July’s second screening about youth in imperiled situations, The End of the Special Time We Were Allowed is perhaps the first-ever film made by a young director about a friend’s suicide, completed as he continued to grapple with his own imagined role in it.
But the story hadn’t begun that way.
Shingo Ota was a high school friend of Sota Masuda, a talented young singer-songwriter who dropped out when he won a major competition and headed off to Tokyo to become famous. When his major-label debut falls through, Masuda gradually turns to drugs to blunt the pain of his loneliness and despair. After a brush with death by overdose, he returns, defeated, to his Nagano hometown. There, his friends rally round him, and some of his youthful confidence and energy returns. Ota —who had studied film at Waseda — is recruited to make the documentary about Masuda’s comeback.
Ota and interpreter Mihoko Imai listen to the reminder
of the film's theatrical opening in Tokyo.
Unfortunately, Masuda’s optimism dims and he kills himself in the midst of the project, leaving a note for Ota: “Be sure to finish the film,” it says. “And try to give it a happy ending.”

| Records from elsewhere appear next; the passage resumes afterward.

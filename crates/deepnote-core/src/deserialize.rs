//! Reading Deepnote documents from YAML text.
//!
//! Pipeline:
//! 1. enforce the configured size limit
//! 2. parse YAML (`CoreError::Parse` on malformed text, parser message kept)
//! 3. convert to a `serde_json::Value`, keeping mapping order
//! 4. structural validation, collecting every issue (`CoreError::Schema`)
//! 5. decode into the typed model and apply count limits
//!
//! Parsing is deterministic given the same text.

use serde_json::Value;
use tracing::debug;

use crate::config::CoreConfig;
use crate::errors::{CoreError, CoreResult, FileParseError};
use crate::model::DeepnoteFile;
use crate::schema;

/// Parse, validate and decode a document with default limits.
pub fn deserialize_file(text: &str) -> CoreResult<DeepnoteFile> {
    deserialize_file_with_config(text, &CoreConfig::default())
}

/// Parse, validate and decode a document.
pub fn deserialize_file_with_config(text: &str, cfg: &CoreConfig) -> CoreResult<DeepnoteFile> {
    if text.len() > cfg.limits.max_document_bytes {
        return Err(CoreError::invalid_argument(format!(
            "document too large ({} bytes > limit {})",
            text.len(),
            cfg.limits.max_document_bytes
        )));
    }

    let value = parse_yaml(text)?;

    let issues = schema::validate_document(&value);
    if !issues.is_empty() {
        debug!(issues = issues.len(), "document failed structural validation");
        return Err(FileParseError::new(issues).into());
    }

    let file: DeepnoteFile = serde_json::from_value(value)
        .map_err(|e| CoreError::serialization(format!("failed to decode document: {e}")))?;

    check_limits(&file, cfg)?;

    debug!(
        project_id = %file.project.id,
        notebooks = file.project.notebooks.len(),
        "document loaded"
    );
    Ok(file)
}

/// Parse YAML text into an untyped JSON value.
pub fn parse_yaml(text: &str) -> CoreResult<Value> {
    let y: serde_yaml::Value = serde_yaml::from_str(text).map_err(|e| CoreError::parse(e.to_string()))?;
    yaml_to_json(&y)
}

/// Convert a YAML value to JSON. Mapping order is kept; non-string keys are
/// rendered as their YAML text.
pub fn yaml_to_json(v: &serde_yaml::Value) -> CoreResult<Value> {
    match v {
        serde_yaml::Value::Null => Ok(Value::Null),
        serde_yaml::Value::Bool(b) => Ok(Value::Bool(*b)),
        serde_yaml::Value::Number(n) => {
            if let Some(i) = n.as_i64() {
                Ok(Value::Number(i.into()))
            } else if let Some(u) = n.as_u64() {
                Ok(Value::Number(u.into()))
            } else if let Some(f) = n.as_f64() {
                serde_json::Number::from_f64(f)
                    .map(Value::Number)
                    .ok_or_else(|| CoreError::parse(format!("unsupported non-finite number: {f}")))
            } else {
                Err(CoreError::parse("unknown numeric type in yaml"))
            }
        }
        serde_yaml::Value::String(s) => Ok(Value::String(s.clone())),
        serde_yaml::Value::Sequence(seq) => {
            let items = seq.iter().map(yaml_to_json).collect::<CoreResult<Vec<_>>>()?;
            Ok(Value::Array(items))
        }
        serde_yaml::Value::Mapping(map) => {
            let mut obj = serde_json::Map::with_capacity(map.len());
            for (k, v2) in map {
                let key = match k {
                    serde_yaml::Value::String(s) => s.clone(),
                    other => serde_yaml::to_string(other)
                        .map(|s| s.trim().to_string())
                        .map_err(|e| CoreError::parse(format!("unsupported mapping key: {e}")))?,
                };
                obj.insert(key, yaml_to_json(v2)?);
            }
            Ok(Value::Object(obj))
        }
        serde_yaml::Value::Tagged(tagged) => yaml_to_json(&tagged.value),
    }
}

fn check_limits(file: &DeepnoteFile, cfg: &CoreConfig) -> CoreResult<()> {
    let notebooks = &file.project.notebooks;
    if notebooks.len() > cfg.limits.max_notebooks {
        return Err(CoreError::invalid_argument(format!(
            "too many notebooks ({} > limit {})",
            notebooks.len(),
            cfg.limits.max_notebooks
        )));
    }

    for nb in notebooks {
        if nb.blocks.len() > cfg.limits.max_blocks_per_notebook {
            return Err(CoreError::invalid_argument(format!(
                "notebook {} has too many blocks ({} > limit {})",
                nb.id,
                nb.blocks.len(),
                cfg.limits.max_blocks_per_notebook
            )));
        }
    }
    Ok(())
}

#[cfg(test)]
mod tests {
    use super::*;
    use assert_matches::assert_matches;

    const MINIMAL: &str = r#"
metadata:
  createdAt: '2025-01-01T00:00:00Z'
version: '1'
project:
  id: 'project-123'
  name: 'Test Project'
  notebooks: []
"#;

    #[test]
    fn minimal_document_loads() {
        let f = deserialize_file(MINIMAL).unwrap();
        assert_eq!(f.project.id.as_str(), "project-123");
        assert_eq!(f.version, "1");
        assert!(f.project.notebooks.is_empty());
    }

    #[test]
    fn malformed_yaml_is_a_parse_error() {
        let res = deserialize_file("key: [unclosed");
        assert_matches!(res, Err(CoreError::Parse(_)));
    }

    #[test]
    fn schema_failure_reports_all_issues() {
        let res = deserialize_file("version: 1\nblocks:\n  - {}\n");
        let err = res.unwrap_err();
        let schema = err.as_schema().unwrap();
        assert_eq!(schema.issues().len(), 3);
        assert!(err.to_string().starts_with("Failed to parse the Deepnote file:"));
        assert_eq!(schema.first_issue_message(), "metadata: Required");
    }

    #[test]
    fn mapping_order_is_kept() {
        let v = parse_yaml("b: 1\na: 2\n").unwrap();
        let keys: Vec<&String> = v.as_object().unwrap().keys().collect();
        assert_eq!(keys, vec!["b", "a"]);
    }

    #[test]
    fn non_string_keys_are_rendered() {
        let v = parse_yaml("1: one\ntrue: yes\n").unwrap();
        assert_eq!(v["1"], Value::String("one".into()));
        assert!(v.get("true").is_some());
    }

    #[test]
    fn size_limit_enforced() {
        let mut cfg = CoreConfig::default();
        cfg.limits.max_document_bytes = 10;
        assert_matches!(
            deserialize_file_with_config(MINIMAL, &cfg),
            Err(CoreError::InvalidArgument(_))
        );
    }

    #[test]
    fn notebook_limit_enforced() {
        let text = MINIMAL.replace(
            "notebooks: []",
            "notebooks:\n    - { id: a, name: A, blocks: [] }\n    - { id: b, name: B, blocks: [] }",
        );
        let mut cfg = CoreConfig::default();
        cfg.limits.max_notebooks = 1;
        assert_matches!(
            deserialize_file_with_config(&text, &cfg),
            Err(CoreError::InvalidArgument(_))
        );
        deserialize_file(&text).unwrap();
    }
}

Ota was devastated and angry, a feeling that he translates into fictional bookending scenes which drew some criticism from FCCJ’s audience for their violence. But Masuda’s note definitely proved helpful: “I was determined to finish the film,” Ota said during the Q&A, “so I think I would’ve finished it whether Sota left the note or not. But it helped his family understand what he wanted, and they agreed that I should continue.”
Ota and producer Yutaka Tsuchiya (in hat) join audience members
in the Main Bar after the screening.
As for the fictional violence, Ota explained that he wanted to draw a stark comparison between the type of suicide that occurs when someone is suddenly overwhelmed by hopelessness, and Masuda’s choice of death, “which was planned, carefully and deliberately. I wanted to use [the bullying scene of a suicide victim] to find a way of portraying this difference. The [female character] who killed herself did so without thinking. This type of suicide we can prevent. We need to give them the opportunity to rethink their choices."
With so many Japanese youth making the same choice, The End of the Special Time We Were Allowed opens a much-needed crack into their world. More than just a record of a life cut tragically short, is a tremendously personal, poignant and finally, revelatory inquiry into the increasingly low expectations of today’s youth.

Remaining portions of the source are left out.